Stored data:
--
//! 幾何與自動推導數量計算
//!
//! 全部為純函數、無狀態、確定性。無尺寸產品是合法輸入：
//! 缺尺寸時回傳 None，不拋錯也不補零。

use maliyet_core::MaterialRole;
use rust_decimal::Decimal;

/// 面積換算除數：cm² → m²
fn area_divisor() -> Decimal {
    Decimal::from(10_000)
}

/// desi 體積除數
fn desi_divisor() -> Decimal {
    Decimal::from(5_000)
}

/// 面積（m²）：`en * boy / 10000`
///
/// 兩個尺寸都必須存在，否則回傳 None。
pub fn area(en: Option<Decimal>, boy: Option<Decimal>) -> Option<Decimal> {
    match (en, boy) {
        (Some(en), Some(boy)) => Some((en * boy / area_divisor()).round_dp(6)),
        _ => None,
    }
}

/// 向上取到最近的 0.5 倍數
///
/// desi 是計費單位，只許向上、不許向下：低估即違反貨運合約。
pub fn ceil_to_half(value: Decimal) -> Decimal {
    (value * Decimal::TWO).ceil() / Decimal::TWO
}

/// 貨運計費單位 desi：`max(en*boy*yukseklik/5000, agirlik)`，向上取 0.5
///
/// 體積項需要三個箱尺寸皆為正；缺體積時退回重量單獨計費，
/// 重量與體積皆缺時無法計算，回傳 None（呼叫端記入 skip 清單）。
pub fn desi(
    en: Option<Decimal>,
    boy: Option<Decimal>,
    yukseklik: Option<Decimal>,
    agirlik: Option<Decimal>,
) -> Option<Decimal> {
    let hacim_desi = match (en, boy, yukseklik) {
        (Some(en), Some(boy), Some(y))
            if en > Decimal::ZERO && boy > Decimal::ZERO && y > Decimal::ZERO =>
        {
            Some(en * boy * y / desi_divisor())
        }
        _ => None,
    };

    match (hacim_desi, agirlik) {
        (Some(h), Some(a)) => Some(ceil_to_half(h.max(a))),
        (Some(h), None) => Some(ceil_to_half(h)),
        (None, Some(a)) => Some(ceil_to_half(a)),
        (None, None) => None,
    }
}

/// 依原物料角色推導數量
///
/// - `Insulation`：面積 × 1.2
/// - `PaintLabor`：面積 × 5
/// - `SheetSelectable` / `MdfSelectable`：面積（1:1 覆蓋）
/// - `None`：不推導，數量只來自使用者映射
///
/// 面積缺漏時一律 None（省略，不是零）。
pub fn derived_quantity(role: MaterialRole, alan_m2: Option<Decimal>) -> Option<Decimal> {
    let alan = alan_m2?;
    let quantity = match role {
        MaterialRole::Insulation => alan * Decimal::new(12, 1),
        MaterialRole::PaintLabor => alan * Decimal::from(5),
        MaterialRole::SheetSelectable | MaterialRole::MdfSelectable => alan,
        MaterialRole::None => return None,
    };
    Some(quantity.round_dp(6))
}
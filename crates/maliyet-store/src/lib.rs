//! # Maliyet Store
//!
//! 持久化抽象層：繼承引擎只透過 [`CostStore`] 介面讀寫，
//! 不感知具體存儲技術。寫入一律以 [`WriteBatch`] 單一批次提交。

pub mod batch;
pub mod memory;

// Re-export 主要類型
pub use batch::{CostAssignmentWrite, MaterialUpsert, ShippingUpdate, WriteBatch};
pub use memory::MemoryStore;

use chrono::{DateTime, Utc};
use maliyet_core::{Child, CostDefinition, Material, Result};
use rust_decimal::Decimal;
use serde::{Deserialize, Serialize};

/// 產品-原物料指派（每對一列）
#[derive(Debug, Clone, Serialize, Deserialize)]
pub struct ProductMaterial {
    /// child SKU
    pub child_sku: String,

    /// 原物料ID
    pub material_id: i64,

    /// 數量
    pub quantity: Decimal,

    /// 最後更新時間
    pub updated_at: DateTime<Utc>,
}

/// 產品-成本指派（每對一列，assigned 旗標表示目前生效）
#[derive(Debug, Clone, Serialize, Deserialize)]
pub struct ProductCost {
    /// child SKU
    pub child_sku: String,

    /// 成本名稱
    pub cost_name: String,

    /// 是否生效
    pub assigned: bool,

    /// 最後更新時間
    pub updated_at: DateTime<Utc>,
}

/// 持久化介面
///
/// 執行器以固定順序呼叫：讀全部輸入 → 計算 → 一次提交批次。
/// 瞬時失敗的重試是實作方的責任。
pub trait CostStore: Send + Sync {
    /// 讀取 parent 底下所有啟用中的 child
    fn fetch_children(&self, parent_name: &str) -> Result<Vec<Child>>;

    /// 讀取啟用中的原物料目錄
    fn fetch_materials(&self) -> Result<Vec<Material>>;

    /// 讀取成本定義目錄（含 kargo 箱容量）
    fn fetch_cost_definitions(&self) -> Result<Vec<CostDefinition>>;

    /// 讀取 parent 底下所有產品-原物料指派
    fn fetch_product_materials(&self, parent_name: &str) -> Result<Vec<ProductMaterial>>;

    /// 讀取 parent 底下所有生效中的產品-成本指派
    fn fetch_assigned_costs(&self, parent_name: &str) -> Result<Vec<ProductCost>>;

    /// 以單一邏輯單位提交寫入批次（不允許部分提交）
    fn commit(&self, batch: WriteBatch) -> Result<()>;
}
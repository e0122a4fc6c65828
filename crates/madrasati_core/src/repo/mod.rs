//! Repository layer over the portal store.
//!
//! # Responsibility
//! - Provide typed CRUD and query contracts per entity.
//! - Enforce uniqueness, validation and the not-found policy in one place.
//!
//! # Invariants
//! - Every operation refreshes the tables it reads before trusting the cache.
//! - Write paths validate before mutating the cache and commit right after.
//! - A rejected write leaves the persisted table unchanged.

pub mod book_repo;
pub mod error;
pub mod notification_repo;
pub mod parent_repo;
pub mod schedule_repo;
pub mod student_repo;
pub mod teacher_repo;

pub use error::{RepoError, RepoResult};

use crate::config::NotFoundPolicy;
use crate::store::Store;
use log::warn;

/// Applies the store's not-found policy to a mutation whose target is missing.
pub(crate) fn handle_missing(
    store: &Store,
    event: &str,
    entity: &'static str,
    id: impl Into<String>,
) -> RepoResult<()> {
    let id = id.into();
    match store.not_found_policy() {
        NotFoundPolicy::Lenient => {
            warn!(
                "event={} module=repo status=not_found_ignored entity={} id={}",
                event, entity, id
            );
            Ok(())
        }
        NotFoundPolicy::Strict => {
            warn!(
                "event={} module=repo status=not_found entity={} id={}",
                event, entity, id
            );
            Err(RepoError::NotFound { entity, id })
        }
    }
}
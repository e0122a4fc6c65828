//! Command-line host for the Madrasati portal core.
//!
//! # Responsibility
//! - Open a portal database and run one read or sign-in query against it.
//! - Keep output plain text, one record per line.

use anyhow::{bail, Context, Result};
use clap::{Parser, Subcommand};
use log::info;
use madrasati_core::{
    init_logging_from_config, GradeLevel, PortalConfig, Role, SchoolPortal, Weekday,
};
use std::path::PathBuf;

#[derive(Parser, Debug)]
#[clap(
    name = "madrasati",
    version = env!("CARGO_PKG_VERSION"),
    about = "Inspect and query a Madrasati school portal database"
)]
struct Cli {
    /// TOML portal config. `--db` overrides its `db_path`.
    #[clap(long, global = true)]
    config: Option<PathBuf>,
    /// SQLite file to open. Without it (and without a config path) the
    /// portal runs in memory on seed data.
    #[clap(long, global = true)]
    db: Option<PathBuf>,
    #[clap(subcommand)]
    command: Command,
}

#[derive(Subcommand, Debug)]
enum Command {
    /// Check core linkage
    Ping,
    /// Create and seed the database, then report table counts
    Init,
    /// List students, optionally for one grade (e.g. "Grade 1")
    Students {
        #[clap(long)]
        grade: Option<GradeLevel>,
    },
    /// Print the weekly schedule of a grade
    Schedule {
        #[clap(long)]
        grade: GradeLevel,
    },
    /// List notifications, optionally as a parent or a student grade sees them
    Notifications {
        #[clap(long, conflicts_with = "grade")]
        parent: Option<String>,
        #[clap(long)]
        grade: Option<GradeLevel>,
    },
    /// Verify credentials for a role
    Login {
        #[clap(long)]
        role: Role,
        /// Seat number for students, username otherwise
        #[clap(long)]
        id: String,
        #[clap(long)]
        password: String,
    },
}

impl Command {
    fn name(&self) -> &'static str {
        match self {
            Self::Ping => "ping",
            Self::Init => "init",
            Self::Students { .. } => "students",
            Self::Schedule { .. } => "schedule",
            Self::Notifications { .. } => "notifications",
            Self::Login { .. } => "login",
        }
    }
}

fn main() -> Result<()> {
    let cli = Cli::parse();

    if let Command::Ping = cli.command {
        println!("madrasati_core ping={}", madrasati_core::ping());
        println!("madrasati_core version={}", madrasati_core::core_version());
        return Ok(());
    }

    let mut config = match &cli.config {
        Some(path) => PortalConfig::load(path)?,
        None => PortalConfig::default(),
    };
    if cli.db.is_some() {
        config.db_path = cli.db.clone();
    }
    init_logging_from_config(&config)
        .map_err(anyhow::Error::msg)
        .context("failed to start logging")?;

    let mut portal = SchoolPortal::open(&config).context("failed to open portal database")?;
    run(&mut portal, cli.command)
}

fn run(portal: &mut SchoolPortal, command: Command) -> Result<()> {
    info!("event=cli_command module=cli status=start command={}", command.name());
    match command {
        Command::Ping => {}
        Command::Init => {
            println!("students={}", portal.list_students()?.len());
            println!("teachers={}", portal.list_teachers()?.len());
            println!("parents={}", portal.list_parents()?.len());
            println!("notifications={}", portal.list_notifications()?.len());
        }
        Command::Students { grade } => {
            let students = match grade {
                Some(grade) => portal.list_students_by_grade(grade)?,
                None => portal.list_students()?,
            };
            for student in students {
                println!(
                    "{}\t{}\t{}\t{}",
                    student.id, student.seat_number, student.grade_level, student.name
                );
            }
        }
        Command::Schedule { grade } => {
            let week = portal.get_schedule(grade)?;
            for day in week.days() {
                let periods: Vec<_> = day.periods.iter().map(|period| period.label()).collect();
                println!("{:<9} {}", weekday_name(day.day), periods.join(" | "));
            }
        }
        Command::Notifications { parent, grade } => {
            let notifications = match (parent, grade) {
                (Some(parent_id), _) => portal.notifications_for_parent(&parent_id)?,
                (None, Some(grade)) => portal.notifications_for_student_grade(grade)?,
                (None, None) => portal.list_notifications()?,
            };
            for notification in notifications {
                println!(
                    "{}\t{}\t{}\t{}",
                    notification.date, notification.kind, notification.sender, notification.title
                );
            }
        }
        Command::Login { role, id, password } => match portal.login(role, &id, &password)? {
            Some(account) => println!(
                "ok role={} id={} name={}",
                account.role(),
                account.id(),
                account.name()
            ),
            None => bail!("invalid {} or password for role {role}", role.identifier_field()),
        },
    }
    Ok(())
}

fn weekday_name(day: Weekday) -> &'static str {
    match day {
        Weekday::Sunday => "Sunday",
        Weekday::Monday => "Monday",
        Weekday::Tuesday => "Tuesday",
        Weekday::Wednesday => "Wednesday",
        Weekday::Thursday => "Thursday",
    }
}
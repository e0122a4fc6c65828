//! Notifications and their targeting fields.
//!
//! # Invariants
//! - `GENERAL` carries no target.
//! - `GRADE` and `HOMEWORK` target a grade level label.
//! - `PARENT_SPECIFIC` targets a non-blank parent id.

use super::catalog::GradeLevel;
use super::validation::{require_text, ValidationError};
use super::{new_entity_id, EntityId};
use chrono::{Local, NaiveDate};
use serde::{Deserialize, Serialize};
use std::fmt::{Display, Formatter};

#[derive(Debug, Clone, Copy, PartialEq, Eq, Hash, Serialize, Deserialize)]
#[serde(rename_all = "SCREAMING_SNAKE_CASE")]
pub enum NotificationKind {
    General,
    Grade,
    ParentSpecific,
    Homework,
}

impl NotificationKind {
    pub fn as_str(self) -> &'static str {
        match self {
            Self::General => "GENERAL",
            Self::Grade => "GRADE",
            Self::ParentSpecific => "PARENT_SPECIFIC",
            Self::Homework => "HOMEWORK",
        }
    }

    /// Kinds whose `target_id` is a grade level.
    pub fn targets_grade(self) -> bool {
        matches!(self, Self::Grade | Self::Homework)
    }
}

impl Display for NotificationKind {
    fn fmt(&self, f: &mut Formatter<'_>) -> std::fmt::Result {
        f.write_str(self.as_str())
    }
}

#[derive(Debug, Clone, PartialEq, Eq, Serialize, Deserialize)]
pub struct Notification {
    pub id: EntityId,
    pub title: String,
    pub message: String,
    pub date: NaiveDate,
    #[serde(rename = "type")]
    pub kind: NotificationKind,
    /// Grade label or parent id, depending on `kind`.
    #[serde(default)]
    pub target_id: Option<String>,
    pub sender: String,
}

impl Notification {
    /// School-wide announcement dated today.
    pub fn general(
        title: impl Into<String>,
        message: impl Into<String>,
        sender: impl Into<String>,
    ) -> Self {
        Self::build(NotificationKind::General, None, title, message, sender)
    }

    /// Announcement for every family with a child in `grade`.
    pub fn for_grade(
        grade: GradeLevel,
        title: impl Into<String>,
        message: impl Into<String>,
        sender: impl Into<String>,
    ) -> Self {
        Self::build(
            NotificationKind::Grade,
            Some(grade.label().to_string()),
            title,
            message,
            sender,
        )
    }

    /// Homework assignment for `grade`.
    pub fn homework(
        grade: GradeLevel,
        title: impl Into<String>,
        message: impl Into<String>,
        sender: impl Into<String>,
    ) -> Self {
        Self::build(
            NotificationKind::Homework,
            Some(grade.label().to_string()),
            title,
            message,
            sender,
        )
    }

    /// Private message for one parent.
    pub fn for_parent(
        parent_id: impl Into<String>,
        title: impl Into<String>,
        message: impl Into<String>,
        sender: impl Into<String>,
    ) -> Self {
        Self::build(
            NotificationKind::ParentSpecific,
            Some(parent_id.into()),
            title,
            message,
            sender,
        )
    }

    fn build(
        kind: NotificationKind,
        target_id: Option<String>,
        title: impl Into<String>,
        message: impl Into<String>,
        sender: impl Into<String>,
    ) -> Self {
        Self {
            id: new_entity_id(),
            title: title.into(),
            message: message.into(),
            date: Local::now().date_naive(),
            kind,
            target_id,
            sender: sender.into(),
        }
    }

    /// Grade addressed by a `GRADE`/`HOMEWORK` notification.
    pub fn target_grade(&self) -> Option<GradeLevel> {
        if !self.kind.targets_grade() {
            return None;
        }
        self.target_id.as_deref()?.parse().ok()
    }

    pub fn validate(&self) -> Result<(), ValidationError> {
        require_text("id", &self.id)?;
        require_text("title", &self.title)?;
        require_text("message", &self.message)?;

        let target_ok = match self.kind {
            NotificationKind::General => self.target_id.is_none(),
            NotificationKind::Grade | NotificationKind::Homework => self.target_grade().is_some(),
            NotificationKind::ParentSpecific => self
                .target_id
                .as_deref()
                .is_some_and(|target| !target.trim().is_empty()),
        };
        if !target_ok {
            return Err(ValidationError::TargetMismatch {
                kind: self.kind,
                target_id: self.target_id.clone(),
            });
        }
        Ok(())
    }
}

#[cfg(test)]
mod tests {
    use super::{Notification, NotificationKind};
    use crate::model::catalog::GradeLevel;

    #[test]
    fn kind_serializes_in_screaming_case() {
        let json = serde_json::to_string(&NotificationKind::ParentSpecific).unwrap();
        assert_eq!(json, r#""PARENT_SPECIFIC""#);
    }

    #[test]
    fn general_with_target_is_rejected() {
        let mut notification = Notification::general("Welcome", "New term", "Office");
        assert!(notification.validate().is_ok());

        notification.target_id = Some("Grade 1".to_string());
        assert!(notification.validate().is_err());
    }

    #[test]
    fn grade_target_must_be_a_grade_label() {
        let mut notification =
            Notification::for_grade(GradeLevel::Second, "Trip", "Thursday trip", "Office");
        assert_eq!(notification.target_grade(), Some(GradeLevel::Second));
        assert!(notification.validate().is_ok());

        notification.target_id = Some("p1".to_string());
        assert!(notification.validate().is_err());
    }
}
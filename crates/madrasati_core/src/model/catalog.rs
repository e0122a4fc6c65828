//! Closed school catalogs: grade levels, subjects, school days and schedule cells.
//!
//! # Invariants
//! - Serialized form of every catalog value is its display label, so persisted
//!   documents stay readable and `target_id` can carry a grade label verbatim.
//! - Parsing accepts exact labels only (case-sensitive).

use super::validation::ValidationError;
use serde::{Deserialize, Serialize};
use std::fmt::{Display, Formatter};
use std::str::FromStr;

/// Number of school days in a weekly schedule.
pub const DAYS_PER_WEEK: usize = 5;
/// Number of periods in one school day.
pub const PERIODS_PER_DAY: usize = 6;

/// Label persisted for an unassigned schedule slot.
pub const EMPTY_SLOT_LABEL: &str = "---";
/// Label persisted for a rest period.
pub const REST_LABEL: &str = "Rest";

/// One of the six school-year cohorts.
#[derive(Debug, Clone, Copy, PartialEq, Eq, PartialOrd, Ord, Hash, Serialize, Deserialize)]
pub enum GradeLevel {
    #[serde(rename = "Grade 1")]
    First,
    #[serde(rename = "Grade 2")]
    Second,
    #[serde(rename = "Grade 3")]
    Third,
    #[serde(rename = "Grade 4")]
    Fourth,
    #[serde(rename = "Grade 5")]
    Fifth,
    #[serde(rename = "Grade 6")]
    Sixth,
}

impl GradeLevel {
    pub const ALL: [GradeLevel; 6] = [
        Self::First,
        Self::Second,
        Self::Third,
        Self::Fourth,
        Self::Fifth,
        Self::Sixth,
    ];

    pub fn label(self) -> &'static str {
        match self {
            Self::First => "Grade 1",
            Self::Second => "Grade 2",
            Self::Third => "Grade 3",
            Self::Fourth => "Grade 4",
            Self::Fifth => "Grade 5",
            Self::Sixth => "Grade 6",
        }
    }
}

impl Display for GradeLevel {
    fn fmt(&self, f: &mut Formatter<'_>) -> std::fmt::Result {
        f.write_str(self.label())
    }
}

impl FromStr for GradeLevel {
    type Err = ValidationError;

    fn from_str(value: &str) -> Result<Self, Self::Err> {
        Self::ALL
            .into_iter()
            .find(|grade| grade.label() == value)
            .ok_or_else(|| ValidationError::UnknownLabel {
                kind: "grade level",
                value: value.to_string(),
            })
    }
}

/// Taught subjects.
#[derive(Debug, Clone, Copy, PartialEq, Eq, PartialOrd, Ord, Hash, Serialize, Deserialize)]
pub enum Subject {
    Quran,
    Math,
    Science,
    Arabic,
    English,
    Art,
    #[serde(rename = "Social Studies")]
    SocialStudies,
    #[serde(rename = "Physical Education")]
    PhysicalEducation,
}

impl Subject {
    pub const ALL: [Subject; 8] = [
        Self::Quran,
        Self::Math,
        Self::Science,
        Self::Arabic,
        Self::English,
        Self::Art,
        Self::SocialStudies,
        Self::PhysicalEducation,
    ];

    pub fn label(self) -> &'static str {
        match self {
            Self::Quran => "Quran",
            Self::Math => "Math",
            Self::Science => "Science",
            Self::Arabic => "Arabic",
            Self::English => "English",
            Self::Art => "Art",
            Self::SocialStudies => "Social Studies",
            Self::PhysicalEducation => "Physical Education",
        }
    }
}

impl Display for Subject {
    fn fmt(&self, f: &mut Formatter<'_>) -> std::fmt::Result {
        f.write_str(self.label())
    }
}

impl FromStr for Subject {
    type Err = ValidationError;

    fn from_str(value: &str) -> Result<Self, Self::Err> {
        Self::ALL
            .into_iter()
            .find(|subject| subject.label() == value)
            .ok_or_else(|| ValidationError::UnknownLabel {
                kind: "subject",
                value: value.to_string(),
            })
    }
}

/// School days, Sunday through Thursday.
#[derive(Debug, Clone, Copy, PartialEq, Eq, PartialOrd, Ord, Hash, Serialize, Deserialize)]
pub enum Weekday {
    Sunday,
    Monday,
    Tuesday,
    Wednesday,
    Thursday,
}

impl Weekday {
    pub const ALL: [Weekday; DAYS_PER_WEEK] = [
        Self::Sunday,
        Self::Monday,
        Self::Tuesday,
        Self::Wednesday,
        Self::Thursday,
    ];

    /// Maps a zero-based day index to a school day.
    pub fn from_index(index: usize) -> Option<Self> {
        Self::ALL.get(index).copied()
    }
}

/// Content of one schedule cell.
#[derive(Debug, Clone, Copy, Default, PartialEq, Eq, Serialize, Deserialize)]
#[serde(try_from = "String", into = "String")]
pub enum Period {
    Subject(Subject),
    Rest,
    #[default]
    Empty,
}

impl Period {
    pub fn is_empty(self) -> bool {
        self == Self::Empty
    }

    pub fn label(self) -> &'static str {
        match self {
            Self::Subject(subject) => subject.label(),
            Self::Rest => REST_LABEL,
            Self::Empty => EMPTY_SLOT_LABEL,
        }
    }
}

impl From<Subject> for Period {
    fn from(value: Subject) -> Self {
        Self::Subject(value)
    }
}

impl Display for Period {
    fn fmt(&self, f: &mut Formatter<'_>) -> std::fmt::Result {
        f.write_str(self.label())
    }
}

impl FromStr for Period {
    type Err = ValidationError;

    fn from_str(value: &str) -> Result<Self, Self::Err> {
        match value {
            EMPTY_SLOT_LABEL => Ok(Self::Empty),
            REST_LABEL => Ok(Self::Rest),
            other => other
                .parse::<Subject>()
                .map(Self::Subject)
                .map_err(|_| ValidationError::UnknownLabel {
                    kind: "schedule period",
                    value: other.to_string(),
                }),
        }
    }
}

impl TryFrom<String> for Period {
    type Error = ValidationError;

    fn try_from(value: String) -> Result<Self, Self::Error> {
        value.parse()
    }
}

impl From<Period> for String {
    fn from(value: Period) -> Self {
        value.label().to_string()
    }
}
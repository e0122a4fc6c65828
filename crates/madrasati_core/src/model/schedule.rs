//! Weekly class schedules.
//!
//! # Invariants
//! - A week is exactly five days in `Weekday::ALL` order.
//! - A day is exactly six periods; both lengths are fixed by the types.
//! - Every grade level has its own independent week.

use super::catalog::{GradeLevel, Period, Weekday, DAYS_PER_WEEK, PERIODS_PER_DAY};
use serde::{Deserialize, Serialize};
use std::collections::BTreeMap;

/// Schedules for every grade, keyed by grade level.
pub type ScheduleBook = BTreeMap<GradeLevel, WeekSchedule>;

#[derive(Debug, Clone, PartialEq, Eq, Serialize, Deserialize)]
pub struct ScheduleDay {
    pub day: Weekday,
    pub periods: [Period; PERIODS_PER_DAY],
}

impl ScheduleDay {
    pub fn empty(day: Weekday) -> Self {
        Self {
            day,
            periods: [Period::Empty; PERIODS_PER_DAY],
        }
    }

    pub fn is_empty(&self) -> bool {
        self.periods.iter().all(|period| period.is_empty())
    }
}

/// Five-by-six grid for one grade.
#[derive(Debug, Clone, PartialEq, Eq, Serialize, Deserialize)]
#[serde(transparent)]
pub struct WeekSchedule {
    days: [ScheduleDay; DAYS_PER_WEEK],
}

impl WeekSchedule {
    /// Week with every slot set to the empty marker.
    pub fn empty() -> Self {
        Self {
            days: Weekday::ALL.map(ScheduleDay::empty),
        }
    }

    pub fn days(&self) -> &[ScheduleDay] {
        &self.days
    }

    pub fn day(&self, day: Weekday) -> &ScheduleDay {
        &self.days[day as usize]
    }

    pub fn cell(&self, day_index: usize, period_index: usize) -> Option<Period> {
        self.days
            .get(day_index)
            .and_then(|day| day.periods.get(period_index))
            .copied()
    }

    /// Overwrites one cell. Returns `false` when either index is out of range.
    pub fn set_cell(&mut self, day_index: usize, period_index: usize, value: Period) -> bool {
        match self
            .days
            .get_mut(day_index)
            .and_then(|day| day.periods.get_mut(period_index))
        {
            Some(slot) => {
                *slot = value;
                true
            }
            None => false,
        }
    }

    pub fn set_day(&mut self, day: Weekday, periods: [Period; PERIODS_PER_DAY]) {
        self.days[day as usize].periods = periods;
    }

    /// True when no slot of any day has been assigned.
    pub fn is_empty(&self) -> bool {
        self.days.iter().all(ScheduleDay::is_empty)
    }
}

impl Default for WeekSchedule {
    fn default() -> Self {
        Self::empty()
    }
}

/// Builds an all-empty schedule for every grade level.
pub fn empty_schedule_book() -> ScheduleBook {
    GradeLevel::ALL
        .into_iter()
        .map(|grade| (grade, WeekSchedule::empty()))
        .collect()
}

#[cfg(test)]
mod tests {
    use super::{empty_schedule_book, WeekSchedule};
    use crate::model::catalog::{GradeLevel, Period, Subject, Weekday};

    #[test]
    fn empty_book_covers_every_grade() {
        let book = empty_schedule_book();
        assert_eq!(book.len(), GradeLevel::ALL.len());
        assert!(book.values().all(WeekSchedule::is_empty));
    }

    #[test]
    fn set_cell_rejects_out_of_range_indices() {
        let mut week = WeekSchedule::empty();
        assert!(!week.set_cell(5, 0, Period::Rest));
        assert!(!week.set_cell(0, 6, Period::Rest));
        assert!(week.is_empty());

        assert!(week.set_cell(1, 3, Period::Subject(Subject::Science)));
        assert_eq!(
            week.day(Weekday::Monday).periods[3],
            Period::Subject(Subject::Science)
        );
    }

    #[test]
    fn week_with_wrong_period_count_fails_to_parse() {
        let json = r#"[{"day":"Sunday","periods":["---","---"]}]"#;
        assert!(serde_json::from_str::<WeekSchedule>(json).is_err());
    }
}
--
* Problem requirements: For each line above that contains the word "anyhow", give the line as it is written.

* Written reply:
use anyhow::{bail, Context, Result};
        .map_err(anyhow::Error::msg)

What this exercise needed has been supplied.